(Stored data)
==*==

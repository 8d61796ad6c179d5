// rest_api/src/handlers/users.rs
//
// Staff account administration. Every route requires `manage_users`, and
// an admin cannot disable, demote or delete their own account.

use axum::extract::State;
use chrono::Utc;
use tracing::info;

use lib::UserFilter;
use models::hostel::{NewUser, User, UserProfile, UserUpdate};
use security::{hash_password, AdminUser};

use crate::errors::{ApiJson, ApiPath, ApiQuery, RestApiError};
use crate::response::ApiResponse;
use crate::AppState;

pub async fn list_users(
    State(state): State<AppState>,
    _admin: AdminUser,
    ApiQuery(filter): ApiQuery<UserFilter>,
) -> Result<ApiResponse<Vec<UserProfile>>, RestApiError> {
    let users = state.store.list_users(&filter)?;
    Ok(ApiResponse::ok("users", users.iter().map(UserProfile::from).collect()))
}

pub async fn create_user(
    State(state): State<AppState>,
    AdminUser(claims): AdminUser,
    ApiJson(new_user): ApiJson<NewUser>,
) -> Result<ApiResponse<UserProfile>, RestApiError> {
    let password_hash = hash_password(new_user.validate()?)?;
    let user = state.store.add_user(User::from_new_user(new_user, password_hash, Utc::now())?)?;
    info!("{} created account {} ({})", claims.email, user.email, user.role.as_str());
    Ok(ApiResponse::created("user", user.profile()))
}

pub async fn get_user(
    State(state): State<AppState>,
    _admin: AdminUser,
    ApiPath(id): ApiPath<String>,
) -> Result<ApiResponse<UserProfile>, RestApiError> {
    Ok(ApiResponse::ok("user", state.store.get_user(&id)?.profile()))
}

pub async fn update_user(
    State(state): State<AppState>,
    AdminUser(claims): AdminUser,
    ApiPath(id): ApiPath<String>,
    ApiJson(update): ApiJson<UserUpdate>,
) -> Result<ApiResponse<UserProfile>, RestApiError> {
    let password_hash = match update.validate()? {
        Some(password) => Some(hash_password(password)?),
        None => None,
    };
    let user = state.store.update_user(&id, update, password_hash, &claims.sub)?;
    Ok(ApiResponse::ok("user", user.profile()))
}

pub async fn delete_user(
    State(state): State<AppState>,
    AdminUser(claims): AdminUser,
    ApiPath(id): ApiPath<String>,
) -> Result<ApiResponse<UserProfile>, RestApiError> {
    let user = state.store.delete_user(&id, &claims.sub)?;
    info!("{} deleted account {}", claims.email, user.email);
    Ok(ApiResponse::ok("user", user.profile()))
}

==*==

After locating the line with "let user = state.store.delete_user(&id, &claims.sub)?;" in the records above, please set down that line and all later ones exactly, and no other line.

Exercise result:
    let user = state.store.delete_user(&id, &claims.sub)?;
    info!("{} deleted account {}", claims.email, user.email);
    Ok(ApiResponse::ok("user", user.profile()))
}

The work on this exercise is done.